Simone_1994_J.Lab.Clin.Med_123_400

The characterization of the enzymes responsible for drug metabolism in the human placenta is of great importance in determining the possible role the placenta plays in protecting the fetus from potentially fetotoxic drugs. We speculate that the placenta metabolizes cocaine, serving to protect the fetus from the drug's ill effects. Cholinesterase, the principle enzyme that metabolizes cocaine, has been hypothesized to be present yet is not well characterized in the human placenta. The purpose of this study was to quantify human placental acetylcholinesterase (AChE) and butyrylcholinesterase (BChE) activity. Human placentas were obtained from elective cesarean sections, and several lobules were thoroughly perfused with cold buffer to ensure minimal contamination from erythrocyte AChE. Subcellular fractions were then prepared from these lobules by using standard differential centrifugation techniques.
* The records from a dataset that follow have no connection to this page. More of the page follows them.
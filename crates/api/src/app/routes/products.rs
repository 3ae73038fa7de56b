use std::sync::Arc;

use axum::{
    extract::{Extension, Path, Query},
    http::StatusCode,
    response::IntoResponse,
    routing::{get, post},
    Json, Router,
};

use inventaris_core::ProductId;
use inventaris_products::ProductPatch;

use crate::app::routes::respond;
use crate::app::extract::JsonBody;
use crate::app::services::AppServices;
use crate::app::{dto, errors};
use crate::context::ActorContext;

pub fn router() -> Router {
    Router::new()
        .route("/", get(list_products).post(create_product))
        .route("/categories", get(categories))
        .route("/bulk", post(bulk_action))
        .route(
            "/:id",
            get(get_product).put(update_product).delete(delete_product),
        )
}

pub async fn list_products(
    Extension(services): Extension<Arc<AppServices>>,
    Query(params): Query<dto::ProductListParams>,
) -> axum::response::Response {
    let query = match params.query() {
        Ok(q) => q,
        Err(resp) => return resp,
    };
    let page = params.page_request(dto::PRODUCTS_PER_PAGE);

    match services.list_products(&query, page).await {
        Ok(page) => match page.try_map(|p| dto::product_to_json(&p)) {
            Ok(page) => (StatusCode::OK, Json(dto::PageBody::from(page))).into_response(),
            Err(resp) => resp,
        },
        Err(e) => errors::service_error_to_response(e),
    }
}

pub async fn create_product(
    Extension(services): Extension<Arc<AppServices>>,
    actor: ActorContext,
    JsonBody(body): JsonBody<dto::CreateProductRequest>,
) -> axum::response::Response {
    match services
        .create_product(body.product, body.sku, actor.into_actor())
        .await
    {
        Ok(product) => match dto::product_to_json(&product) {
            Ok(body) => (StatusCode::CREATED, Json(body)).into_response(),
            Err(resp) => resp,
        },
        Err(e) => errors::service_error_to_response(e),
    }
}

pub async fn get_product(
    Extension(services): Extension<Arc<AppServices>>,
    Path(id): Path<String>,
) -> axum::response::Response {
    let id: ProductId = match errors::parse_param(&id) {
        Ok(v) => v,
        Err(resp) => return resp,
    };

    match services.get_product(id).await {
        Ok(detail) => {
            let (mut body, transactions) = match (
                dto::product_to_json(&detail.product),
                errors::to_json(&detail.recent_transactions),
            ) {
                (Ok(body), Ok(transactions)) => (body, transactions),
                (Err(resp), _) | (_, Err(resp)) => return resp,
            };
            if let Some(map) = body.as_object_mut() {
                map.insert("recent_transactions".into(), transactions);
            }
            (StatusCode::OK, Json(body)).into_response()
        }
        Err(e) => errors::service_error_to_response(e),
    }
}

pub async fn update_product(
    Extension(services): Extension<Arc<AppServices>>,
    Path(id): Path<String>,
    JsonBody(patch): JsonBody<ProductPatch>,
) -> axum::response::Response {
    let id: ProductId = match errors::parse_param(&id) {
        Ok(v) => v,
        Err(resp) => return resp,
    };

    match services.update_product(id, patch).await {
        Ok(product) => match dto::product_to_json(&product) {
            Ok(body) => (StatusCode::OK, Json(body)).into_response(),
            Err(resp) => resp,
        },
        Err(e) => errors::service_error_to_response(e),
    }
}

pub async fn delete_product(
    Extension(services): Extension<Arc<AppServices>>,
    Path(id): Path<String>,
) -> axum::response::Response {
    let id: ProductId = match errors::parse_param(&id) {
        Ok(v) => v,
        Err(resp) => return resp,
    };

    match services.delete_product(id).await {
        Ok(()) => StatusCode::NO_CONTENT.into_response(),
        Err(e) => errors::service_error_to_response(e),
    }
}

pub async fn categories(
    Extension(services): Extension<Arc<AppServices>>,
) -> axum::response::Response {
    respond(StatusCode::OK, services.product_categories().await)
}

pub async fn bulk_action(
    Extension(services): Extension<Arc<AppServices>>,
    JsonBody(body): JsonBody<dto::BulkProductRequest>,
) -> axum::response::Response {
    respond(
        StatusCode::OK,
        services
            .bulk_product_action(body.action, &body.product_ids, body.category)
            .await,
    )
}
//! HTTP API application wiring (Axum router + service wiring).
//!
//! - `services/`: one unit of work per operation, over the store and replica
//! - `routes/`: HTTP routes + handlers (one file per domain area)
//! - `dto.rs`: query/request DTOs and JSON mapping helpers
//! - `errors.rs`: consistent error responses
//! - `extract.rs`: JSON body extractor using those error responses

use std::sync::Arc;

use axum::{Extension, Router};
use tower::ServiceBuilder;

use crate::middleware;

pub mod dto;
pub mod errors;
pub mod extract;
pub mod routes;
pub mod services;

/// Build the full HTTP router (public entrypoint used by `main.rs` and the
/// black-box tests).
pub fn build_app(services: Arc<services::AppServices>) -> Router {
    routes::router().layer(
        ServiceBuilder::new()
            .layer(axum::middleware::from_fn(middleware::request_logging))
            .layer(Extension(services.clone()))
            .layer(axum::middleware::from_fn_with_state(
                services,
                middleware::sync_trigger,
            )),
    )
}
Microsomes and cytosol were assayed for AChE and BChE activity by using a spectrophotometric assay. BChE activity was found in the cytosolic fraction of the placental villous tissue, whereas AChE activity was measured in the microsomal fraction. By demonstrating that BChE activity is present in human term placenta we have shown that this organ has the capacity to metabolize cocaine and may therefore serve as a metabolic barrier to fetal exposure to cocaine.